Using the entries below, show all lines with the string "displayed".

Input data section start

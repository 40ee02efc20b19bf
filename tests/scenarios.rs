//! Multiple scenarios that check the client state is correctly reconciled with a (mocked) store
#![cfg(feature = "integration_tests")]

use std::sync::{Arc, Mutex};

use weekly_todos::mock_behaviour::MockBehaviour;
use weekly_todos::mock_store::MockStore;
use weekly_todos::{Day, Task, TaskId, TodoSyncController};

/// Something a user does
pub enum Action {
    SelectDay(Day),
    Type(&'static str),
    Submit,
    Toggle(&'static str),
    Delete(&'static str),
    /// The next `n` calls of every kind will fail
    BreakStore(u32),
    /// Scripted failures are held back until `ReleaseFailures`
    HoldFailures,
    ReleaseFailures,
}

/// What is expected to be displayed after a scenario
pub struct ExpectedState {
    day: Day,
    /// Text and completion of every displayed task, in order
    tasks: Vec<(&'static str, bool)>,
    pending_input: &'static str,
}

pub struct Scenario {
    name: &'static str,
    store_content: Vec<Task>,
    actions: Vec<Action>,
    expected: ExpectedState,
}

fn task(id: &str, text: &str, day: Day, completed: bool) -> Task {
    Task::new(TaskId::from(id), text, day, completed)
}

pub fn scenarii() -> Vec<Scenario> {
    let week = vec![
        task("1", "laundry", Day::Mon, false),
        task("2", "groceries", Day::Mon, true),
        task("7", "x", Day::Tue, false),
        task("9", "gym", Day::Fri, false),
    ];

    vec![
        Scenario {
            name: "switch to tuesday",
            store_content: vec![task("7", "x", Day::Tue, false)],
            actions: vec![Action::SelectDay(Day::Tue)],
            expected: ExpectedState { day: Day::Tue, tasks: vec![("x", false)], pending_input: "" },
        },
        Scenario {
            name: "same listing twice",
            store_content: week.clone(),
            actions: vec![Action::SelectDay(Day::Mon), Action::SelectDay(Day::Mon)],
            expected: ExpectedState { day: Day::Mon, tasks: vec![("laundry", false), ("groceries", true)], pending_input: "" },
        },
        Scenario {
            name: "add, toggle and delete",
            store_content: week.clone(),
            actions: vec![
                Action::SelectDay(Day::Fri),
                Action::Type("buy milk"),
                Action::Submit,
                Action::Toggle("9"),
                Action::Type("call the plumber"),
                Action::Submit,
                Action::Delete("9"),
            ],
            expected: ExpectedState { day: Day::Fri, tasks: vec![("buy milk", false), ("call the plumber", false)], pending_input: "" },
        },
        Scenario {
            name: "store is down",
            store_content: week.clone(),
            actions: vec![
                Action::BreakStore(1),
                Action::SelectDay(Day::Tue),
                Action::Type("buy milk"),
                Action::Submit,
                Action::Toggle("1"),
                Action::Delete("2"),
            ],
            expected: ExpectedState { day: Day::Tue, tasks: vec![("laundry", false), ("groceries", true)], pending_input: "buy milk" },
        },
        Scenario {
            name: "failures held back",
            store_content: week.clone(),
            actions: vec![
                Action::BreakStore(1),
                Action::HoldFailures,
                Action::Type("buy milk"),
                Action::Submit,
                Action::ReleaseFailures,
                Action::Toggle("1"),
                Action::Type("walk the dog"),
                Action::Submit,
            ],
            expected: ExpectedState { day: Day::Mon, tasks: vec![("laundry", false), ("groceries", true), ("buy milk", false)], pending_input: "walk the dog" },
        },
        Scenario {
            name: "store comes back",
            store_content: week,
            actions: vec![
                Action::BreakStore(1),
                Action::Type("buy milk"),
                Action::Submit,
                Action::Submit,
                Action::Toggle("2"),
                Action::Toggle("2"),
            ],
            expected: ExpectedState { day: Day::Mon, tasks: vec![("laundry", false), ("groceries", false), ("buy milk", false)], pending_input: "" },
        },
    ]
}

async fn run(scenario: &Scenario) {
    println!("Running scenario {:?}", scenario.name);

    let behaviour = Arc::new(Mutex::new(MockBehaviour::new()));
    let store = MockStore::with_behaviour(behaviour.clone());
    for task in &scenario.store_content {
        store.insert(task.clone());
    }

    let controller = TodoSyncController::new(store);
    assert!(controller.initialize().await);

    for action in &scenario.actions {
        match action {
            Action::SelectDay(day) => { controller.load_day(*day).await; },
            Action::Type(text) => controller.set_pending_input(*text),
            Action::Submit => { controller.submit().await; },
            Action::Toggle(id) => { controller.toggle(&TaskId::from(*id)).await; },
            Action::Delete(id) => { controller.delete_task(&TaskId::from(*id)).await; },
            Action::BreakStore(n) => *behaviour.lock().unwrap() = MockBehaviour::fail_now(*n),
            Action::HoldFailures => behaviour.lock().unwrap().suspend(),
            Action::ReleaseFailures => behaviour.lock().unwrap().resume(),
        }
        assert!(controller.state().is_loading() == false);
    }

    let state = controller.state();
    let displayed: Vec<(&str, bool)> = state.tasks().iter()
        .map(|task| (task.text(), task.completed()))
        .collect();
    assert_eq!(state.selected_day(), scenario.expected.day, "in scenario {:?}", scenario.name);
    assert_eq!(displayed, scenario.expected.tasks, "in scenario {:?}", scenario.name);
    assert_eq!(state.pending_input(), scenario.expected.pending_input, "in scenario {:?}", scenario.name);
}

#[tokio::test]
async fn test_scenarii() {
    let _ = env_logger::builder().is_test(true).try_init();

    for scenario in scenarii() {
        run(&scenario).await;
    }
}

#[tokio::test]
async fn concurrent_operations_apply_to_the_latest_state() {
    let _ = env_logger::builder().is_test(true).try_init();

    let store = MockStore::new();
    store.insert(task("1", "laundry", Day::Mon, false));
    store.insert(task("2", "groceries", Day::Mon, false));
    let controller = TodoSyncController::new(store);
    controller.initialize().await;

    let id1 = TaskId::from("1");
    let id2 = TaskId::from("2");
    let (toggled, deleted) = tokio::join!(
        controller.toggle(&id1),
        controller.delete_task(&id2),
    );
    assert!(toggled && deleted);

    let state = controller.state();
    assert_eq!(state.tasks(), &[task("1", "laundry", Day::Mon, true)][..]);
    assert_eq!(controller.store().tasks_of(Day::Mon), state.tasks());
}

Input data section end
Input data section start

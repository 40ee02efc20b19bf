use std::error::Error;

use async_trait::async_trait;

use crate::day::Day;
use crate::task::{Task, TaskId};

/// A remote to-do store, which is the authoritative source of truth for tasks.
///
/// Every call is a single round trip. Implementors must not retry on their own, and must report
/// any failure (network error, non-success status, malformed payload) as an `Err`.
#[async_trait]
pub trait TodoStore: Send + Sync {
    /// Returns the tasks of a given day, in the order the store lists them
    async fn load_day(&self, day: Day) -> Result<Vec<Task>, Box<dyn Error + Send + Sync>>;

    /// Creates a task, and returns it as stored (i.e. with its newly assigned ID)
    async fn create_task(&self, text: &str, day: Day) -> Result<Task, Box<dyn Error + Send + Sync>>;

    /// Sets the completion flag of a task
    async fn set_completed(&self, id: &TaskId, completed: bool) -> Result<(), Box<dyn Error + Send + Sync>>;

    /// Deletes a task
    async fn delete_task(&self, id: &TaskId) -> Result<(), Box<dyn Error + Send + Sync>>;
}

Input data section end

■ **Solution for this problem**:
/// What is expected to be displayed after a scenario
    /// Text and completion of every displayed task, in order
    let displayed: Vec<(&str, bool)> = state.tasks().iter()
    assert_eq!(displayed, scenario.expected.tasks, "in scenario {:?}", scenario.name);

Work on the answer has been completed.